Os olhos também falam

Naquele dia conversamos pessoalmente pela primeira vez, só que sem palavras. Foi uma conversa de olhares.

Caminhando apressado, sempre atrasado, nada me prendia. Toda concentração em acelerar cada passo na esperança de fazer o relógio retroceder. Ninguém me deteria. Até que por entre os anônimos transeuntes que caminhavam no contra-fluxo, avistei você. Olhos nos olhos, mesmo que ainda distantes. Me senti fora do tempo. Não que este tivesse parado, mas era como se não me afetasse mais. Cada passo meu agora parecia me transportar a um novo lugar, de onde podia melhor te ver, me vendo. Nem lembrava mais do vital motivo de minha pressa. Nada podia me libertar do seu olhar. Não sei ao certo, mas creio que foram uns quinze passos de olhos nos olhos até nos cruzarmos. Quinze passos que pareciam quinhentos, porque fora do tempo perdemos a noção de espaço. Mas mesmo tudo parecendo se mover em câmera lenta, e mesmo com um enorme desejo curioso de passear meus olhos por todo o seu corpo, não fui capaz de desviar meus olhos dos seus, por nem um instante sequer.

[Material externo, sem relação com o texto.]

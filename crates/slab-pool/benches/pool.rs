// SPDX-License-Identifier: Apache-2.0 OR MIT
// Copyright (c) 2025-2026 naskel.com

use criterion::{criterion_group, criterion_main, Criterion};
use slab_pool::Pool;

// target: < 50 ns, steady state allocation from an already-warmed size class.
fn get_put_warm(c: &mut Criterion) {
    let mut pool = Pool::new(1 << 16, 64, 4096, 1.5).unwrap();
    // warm up one slab so the benchmark measures free-list reuse, not
    // first-touch slab creation.
    let warm = pool.get(128).unwrap();
    pool.put(warm).unwrap();

    c.bench_function("pool_get_put_warm_128", |b| {
        b.iter(|| {
            let chunk = pool.get(128).unwrap();
            pool.put(chunk).unwrap();
        })
    });
}

// target: < 200 ns, includes first-touch slab creation and free-list init.
fn get_cold_new_slab(c: &mut Criterion) {
    c.bench_function("pool_get_cold_new_slab", |b| {
        b.iter_batched(
            || Pool::new(1 << 16, 64, 4096, 1.5).unwrap(),
            |mut pool| pool.get(128).unwrap(),
            criterion::BatchSize::SmallInput,
        )
    });
}

criterion_group!(benches, get_put_warm, get_cold_new_slab);
criterion_main!(benches);
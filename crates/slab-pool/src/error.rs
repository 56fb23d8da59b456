// SPDX-License-Identifier: Apache-2.0 OR MIT
// Copyright (c) 2025-2026 naskel.com

//! Recoverable error types for slab pool operations.

use std::fmt;

/// Errors returned by [`crate::Pool`] operations.
///
/// Fatal invariant violations (double-free, incrementing a freed chunk) are
/// not represented here; those abort the process via `panic!` (see
/// [`crate::chunk_info::ChunkInfo`]).
#[derive(Clone, Debug, PartialEq, Eq)]
pub enum PoolError {
    /// `Pool::new` was called with invalid parameters. The payload names the
    /// violated constraint.
    BadConfig(&'static str),

    /// `Pool::get` was called with a size of zero or greater than the pool's
    /// configured maximum chunk size.
    BadSize { requested: usize, max: usize },

    /// `put`/`inc_ref`/`dec_ref` was called with a chunk that is the wrong
    /// length, has had its underlying capacity truncated, or does not belong
    /// to this pool.
    BadChunk(&'static str),
}

impl fmt::Display for PoolError {
    fn fmt(&self, f: &mut fmt::Formatter<'_>) -> fmt::Result {
        match self {
            PoolError::BadConfig(msg) => write!(f, "invalid pool config: {msg}"),
            PoolError::BadSize { requested, max } => {
                write!(f, "illegal chunk size {requested}: must be in 1..={max}")
            }
            PoolError::BadChunk(msg) => write!(f, "invalid chunk: {msg}"),
        }
    }
}

impl std::error::Error for PoolError {}

pub type PoolResult<T> = Result<T, PoolError>;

Ao nos cruzarmos te perdi de vista e fui soterrado por uma avalanche de questões num piscar de olhos: Quem era você? Por que me despertava tanto interesse? Que tipo de hipnose tinha sido essa? Será que morrerei sem saber? Por que não parei e perguntei seu nome? De onde te conhecia? Te conhecia? Te veria de novo?

Os pés seguiam um após o outro a produzir os passos como numa linha de montagem. Estavam no piloto automático por conta do motivo de minha pressa do qual não podia mais me lembrar. Antes que pudesse me distanciar demais, olhei pra trás, esperando ver seu verso a distanciar-se. E, embora se distanciasse de fato, me olhava também! Pescoço torcido pra trás como o meu! Foi como uma despedida que nossos olhos haviam planejado em segredo.

Naquele dia conversamos pessoalmente pela primeira vez, só que sem palavras. Foi uma conversa de olhares. Os olhos também falam.